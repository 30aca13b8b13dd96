use pktplan_frame::FrameConfig;

/// Controls envelope layout and decode strictness.
#[derive(Debug, Clone, Default)]
pub struct RegistryConfig {
    /// Multiplexed outer id and frame size limit.
    pub frame: FrameConfig,
    /// When true, body bytes left after the last field fail the decode
    /// with `CodecError::TrailingBytes` instead of being ignored.
    pub strict_trailing_bytes: bool,
}

impl RegistryConfig {
    /// Outer identifier reserved for module packets.
    pub fn multiplexed_id(&self) -> u8 {
        self.frame.multiplexed_id
    }
}
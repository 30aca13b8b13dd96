use bytes::{Buf, BufMut, Bytes, BytesMut};

use crate::error::{FrameError, Result};

/// Size of the length prefix.
pub const LENGTH_SIZE: usize = 2;

/// Size of the module identifier carried by multiplexed frames.
pub const MODULE_ID_SIZE: usize = 2;

/// Default outer identifier shared by all module packets.
pub const MULTIPLEXED_ID: u8 = 82;

/// Largest frame a 2-byte length prefix can describe.
pub const MAX_FRAME_SIZE: usize = u16::MAX as usize;

/// Identifiers at the front of every frame.
#[derive(Debug, Clone, Copy, PartialEq, Eq, Hash)]
pub struct FrameHeader {
    /// Outer message identifier.
    pub message_id: u8,
    /// Module identifier, present only on multiplexed frames.
    pub module_id: Option<u16>,
}

impl FrameHeader {
    /// Header of a top-level message.
    pub fn message(message_id: u8) -> Self {
        Self {
            message_id,
            module_id: None,
        }
    }

    /// Header of a module packet under the multiplexed outer id.
    pub fn module(multiplexed_id: u8, module_id: u16) -> Self {
        Self {
            message_id: multiplexed_id,
            module_id: Some(module_id),
        }
    }

    /// Encoded size of the header, length prefix included.
    pub fn encoded_len(&self) -> usize {
        let module = if self.module_id.is_some() {
            MODULE_ID_SIZE
        } else {
            0
        };
        LENGTH_SIZE + 1 + module
    }
}

/// A frame cut from the wire, with its body still undecoded.
#[derive(Debug, Clone, PartialEq, Eq)]
pub struct RawFrame {
    pub header: FrameHeader,
    pub body: Bytes,
}

impl RawFrame {
    pub fn new(header: FrameHeader, body: impl Into<Bytes>) -> Self {
        Self {
            header,
            body: body.into(),
        }
    }

    /// The total wire size of this frame (header + body).
    pub fn wire_size(&self) -> usize {
        self.header.encoded_len() + self.body.len()
    }
}

/// Configuration shared by the encoder and decoder.
#[derive(Debug, Clone)]
pub struct FrameConfig {
    /// Outer identifier followed by a module identifier. Default: 82.
    pub multiplexed_id: u8,
    /// Maximum frame size in bytes, capped at [`MAX_FRAME_SIZE`].
    ///
    /// A larger frame fails with [`FrameError::FrameTooLarge`].
    /// [`split_frame`] drops it when it is fully buffered, so the next frame
    /// stays reachable. [`decode_frame`] leaves the stream at the bad frame.
    pub max_frame_size: usize,
}

impl FrameConfig {
    fn limit(&self) -> usize {
        self.max_frame_size.min(MAX_FRAME_SIZE)
    }
}

impl Default for FrameConfig {
    fn default() -> Self {
        Self {
            multiplexed_id: MULTIPLEXED_ID,
            max_frame_size: MAX_FRAME_SIZE,
        }
    }
}

/// Append one frame to `dst`, with the body produced by `write_body`.
///
/// Wire format:
/// ```text
/// ┌─────────────┬──────────┬──────────────┬──────────────────┐
/// │ Length      │ Outer id │ Module id    │ Body             │
/// │ (2B LE)     │ (1B)     │ (2B LE, only │ (Length - header │
/// │ incl. self  │          │ multiplexed) │  bytes)          │
/// └─────────────┴──────────┴──────────────┴──────────────────┘
/// ```
///
/// The length is patched in once the body is written. On any error `dst` is
/// truncated back to where it started. Returns the frame size.
pub fn encode_frame<E, F>(
    header: FrameHeader,
    config: &FrameConfig,
    dst: &mut BytesMut,
    write_body: F,
) -> std::result::Result<usize, E>
where
    E: From<FrameError>,
    F: FnOnce(&mut BytesMut) -> std::result::Result<(), E>,
{
    let start = dst.len();
    let result = write_envelope(header, config, dst, start, write_body);
    if result.is_err() {
        dst.truncate(start);
    }
    result
}

fn write_envelope<E, F>(
    header: FrameHeader,
    config: &FrameConfig,
    dst: &mut BytesMut,
    start: usize,
    write_body: F,
) -> std::result::Result<usize, E>
where
    E: From<FrameError>,
    F: FnOnce(&mut BytesMut) -> std::result::Result<(), E>,
{
    dst.reserve(header.encoded_len());
    dst.put_u16_le(0);
    dst.put_u8(header.message_id);
    if let Some(module_id) = header.module_id {
        dst.put_u16_le(module_id);
    }

    write_body(dst)?;

    let size = dst.len() - start;
    let max = config.limit();
    if size > max {
        return Err(FrameError::FrameTooLarge { size, max }.into());
    }
    dst[start..start + LENGTH_SIZE].copy_from_slice(&(size as u16).to_le_bytes());
    Ok(size)
}

/// Encode a frame whose body is already in hand.
pub fn encode_raw(frame: &RawFrame, config: &FrameConfig, dst: &mut BytesMut) -> Result<usize> {
    encode_frame(frame.header, config, dst, |dst: &mut BytesMut| {
        dst.put_slice(&frame.body);
        Ok(())
    })
}

/// Decode a frame from a streaming buffer.
///
/// Returns `Ok(None)` if the buffer doesn't contain a complete frame yet.
/// On success, consumes exactly the frame's bytes from the buffer.
pub fn decode_frame(src: &mut BytesMut, config: &FrameConfig) -> Result<Option<RawFrame>> {
    if src.len() < LENGTH_SIZE {
        return Ok(None); // Need more data
    }

    let len = usize::from(u16::from_le_bytes([src[0], src[1]]));
    check_length(len, config)?;

    if src.len() < len {
        return Ok(None); // Need more data
    }

    let frame = src.split_to(len).freeze();
    parse_frame(frame, config).map(Some)
}

/// Cut the next frame from a buffer that should already hold it completely.
///
/// Bytes after the frame stay in `src`. A frame over the configured limit
/// is consumed before the error is returned, if `src` holds all of it.
pub fn split_frame(src: &mut Bytes, config: &FrameConfig) -> Result<RawFrame> {
    if src.len() < LENGTH_SIZE {
        return Err(FrameError::Truncated {
            needed: LENGTH_SIZE,
            remaining: src.len(),
        });
    }

    let len = usize::from(u16::from_le_bytes([src[0], src[1]]));
    if let Err(err) = check_length(len, config) {
        if matches!(err, FrameError::FrameTooLarge { .. }) && src.len() >= len {
            src.advance(len);
        }
        return Err(err);
    }

    if src.len() < len {
        return Err(FrameError::Truncated {
            needed: len,
            remaining: src.len(),
        });
    }

    parse_frame(src.split_to(len), config)
}

fn check_length(len: usize, config: &FrameConfig) -> Result<()> {
    if len < LENGTH_SIZE + 1 {
        return Err(FrameError::InvalidLength(len));
    }
    let max = config.limit();
    if len > max {
        return Err(FrameError::FrameTooLarge { size: len, max });
    }
    Ok(())
}

// `frame` is exactly one frame, length prefix included.
fn parse_frame(mut frame: Bytes, config: &FrameConfig) -> Result<RawFrame> {
    let len = frame.len();
    frame.advance(LENGTH_SIZE);
    let message_id = frame.get_u8();

    let module_id = if message_id == config.multiplexed_id {
        if frame.len() < MODULE_ID_SIZE {
            return Err(FrameError::InvalidLength(len));
        }
        Some(frame.get_u16_le())
    } else {
        None
    };

    Ok(RawFrame {
        header: FrameHeader {
            message_id,
            module_id,
        },
        body: frame,
    })
}
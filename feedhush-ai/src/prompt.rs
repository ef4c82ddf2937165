/// Placeholder replaced by the post text
pub const TWEET_PLACEHOLDER: &str = "{tweet}";

/// Placeholder replaced by the user's filtering instructions
pub const INSTRUCTIONS_PLACEHOLDER: &str = "{prompt_instructions}";

/// Fill a prompt template with the post text and the instructions.
///
/// Only the first occurrence of each placeholder in `template` is replaced.
/// Placeholders are located in the template before substituting, so
/// placeholder tokens appearing inside `text` or `instructions` are copied
/// through verbatim.
pub fn build_prompt(template: &str, instructions: &str, text: &str) -> String {
    let mut spans: Vec<(usize, &str, &str)> = Vec::with_capacity(2);
    if let Some(at) = template.find(TWEET_PLACEHOLDER) {
        spans.push((at, TWEET_PLACEHOLDER, text));
    }
    if let Some(at) = template.find(INSTRUCTIONS_PLACEHOLDER) {
        spans.push((at, INSTRUCTIONS_PLACEHOLDER, instructions));
    }
    spans.sort_by_key(|(at, _, _)| *at);

    let mut prompt = String::with_capacity(template.len() + text.len() + instructions.len());
    let mut cursor = 0;
    for (at, placeholder, replacement) in spans {
        prompt.push_str(&template[cursor..at]);
        prompt.push_str(replacement);
        cursor = at + placeholder.len();
    }
    prompt.push_str(&template[cursor..]);
    prompt
}
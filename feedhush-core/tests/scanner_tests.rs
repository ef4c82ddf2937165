// tests/scanner_tests.rs

mod test_utils;

use std::sync::Arc;

use feedhush_common::models::Selector;
use feedhush_common::traits::FeedPage;
use feedhush_core::{DecisionCache, DecisionEngine, DecisionStrategy, MemoryPage, Scanner};
use test_utils::helpers::{bare_post, config_with, feed, post, FakeCompletion};

fn engine() -> DecisionEngine {
    DecisionEngine::new(Arc::new(DecisionCache::default()), DecisionStrategy::ContainsNo)
}

fn article_ids(page: &MemoryPage, nodes: &[feedhush_common::models::NodeId]) -> Vec<String> {
    nodes
        .iter()
        .filter_map(|n| page.attribute(*n, "id"))
        .collect()
}

#[tokio::test]
async fn test_scan_hides_matching_articles() {
    let page = MemoryPage::from_snapshot(feed(vec![
        post("p1", "Lovely sunset today"),
        post("p2", "BUY CRYPTO NOW scam scam"),
        post("p3", "Meeting notes"),
    ]));
    let fake = Arc::new(FakeCompletion::hiding_posts_with("scam"));
    let config = config_with(Arc::clone(&fake));
    let engine = engine();

    let report = Scanner::default().scan(&page, &engine, &config).await;

    assert_eq!(report.examined, 3);
    assert_eq!(report.skipped, 0);
    assert_eq!(article_ids(&page, &report.hidden), vec!["p2"]);
    assert_eq!(article_ids(&page, &page.hidden_elements()), vec!["p2"]);
}

#[tokio::test]
async fn test_scan_visits_posts_in_document_order() {
    let page = MemoryPage::from_snapshot(feed(vec![
        post("p1", "first"),
        post("p2", "second"),
        post("p3", "third"),
    ]));
    let fake = Arc::new(FakeCompletion::answering("Yes"));
    let config = config_with(Arc::clone(&fake));

    Scanner::default().scan(&page, &engine(), &config).await;

    assert_eq!(
        fake.prompts(),
        vec!["Hide spam: first", "Hide spam: second", "Hide spam: third"]
    );
}

#[tokio::test]
async fn test_post_without_container_is_skipped() {
    let page = MemoryPage::from_snapshot(feed(vec![bare_post("scam without article"), post("p1", "scam")]));
    let fake = Arc::new(FakeCompletion::hiding_posts_with("scam"));
    let config = config_with(Arc::clone(&fake));

    let report = Scanner::default().scan(&page, &engine(), &config).await;

    assert_eq!(report.examined, 2);
    assert_eq!(report.skipped, 1);
    assert_eq!(article_ids(&page, &report.hidden), vec!["p1"]);
}

#[tokio::test]
async fn test_rescan_reuses_cached_decisions() {
    let page = MemoryPage::from_snapshot(feed(vec![post("p1", "scam"), post("p2", "fine")]));
    let fake = Arc::new(FakeCompletion::hiding_posts_with("scam"));
    let config = config_with(Arc::clone(&fake));
    let engine = engine();
    let scanner = Scanner::default();

    scanner.scan(&page, &engine, &config).await;
    page.append_child(page.root(), post("p3", "scam")).unwrap();
    let second = scanner.scan(&page, &engine, &config).await;

    // p3 repeats p1's text, so it is decided from the cache.
    assert_eq!(fake.calls(), 2);
    assert_eq!(second.examined, 3);
    assert_eq!(article_ids(&page, &page.hidden_elements()), vec!["p1", "p3"]);
}

#[tokio::test]
async fn test_failures_leave_posts_visible() {
    let page = MemoryPage::from_snapshot(feed(vec![post("p1", "anything")]));
    let fake = Arc::new(FakeCompletion::failing("503 service unavailable"));
    let config = config_with(Arc::clone(&fake));

    let report = Scanner::default().scan(&page, &engine(), &config).await;

    assert_eq!(report.examined, 1);
    assert!(report.hidden.is_empty());
    assert!(page.hidden_elements().is_empty());
}

#[tokio::test]
async fn test_custom_selector_and_container() {
    let page = MemoryPage::from_snapshot(
        feedhush_common::models::PageNode::new("body").with_child(
            feedhush_common::models::PageNode::new("section")
                .with_attribute("id", "s1")
                .with_child(
                    feedhush_common::models::PageNode::new("p")
                        .with_attribute("class", "post-body")
                        .with_text("scam"),
                ),
        ),
    );
    let fake = Arc::new(FakeCompletion::hiding_posts_with("scam"));
    let config = config_with(Arc::clone(&fake));
    let scanner = Scanner::new(Selector::parse("p.post-body").unwrap()).with_container_tag("section");

    let report = scanner.scan(&page, &engine(), &config).await;
    assert_eq!(article_ids(&page, &report.hidden), vec!["s1"]);
}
=-=-=-=-=
Output, exactly and in full, the lines from the start of the entries above through the line that contains "self.frame.multiplexed_id".

repository 30aca13b8b13dd96
use pktplan_frame::FrameConfig;

/// Controls envelope layout and decode strictness.
#[derive(Debug, Clone, Default)]
pub struct RegistryConfig {
    /// Multiplexed outer id and frame size limit.
    pub frame: FrameConfig,
    /// When true, body bytes left after the last field fail the decode
    /// with `CodecError::TrailingBytes` instead of being ignored.
    pub strict_trailing_bytes: bool,
}

impl RegistryConfig {
    /// Outer identifier reserved for module packets.
    pub fn multiplexed_id(&self) -> u8 {
        self.frame.multiplexed_id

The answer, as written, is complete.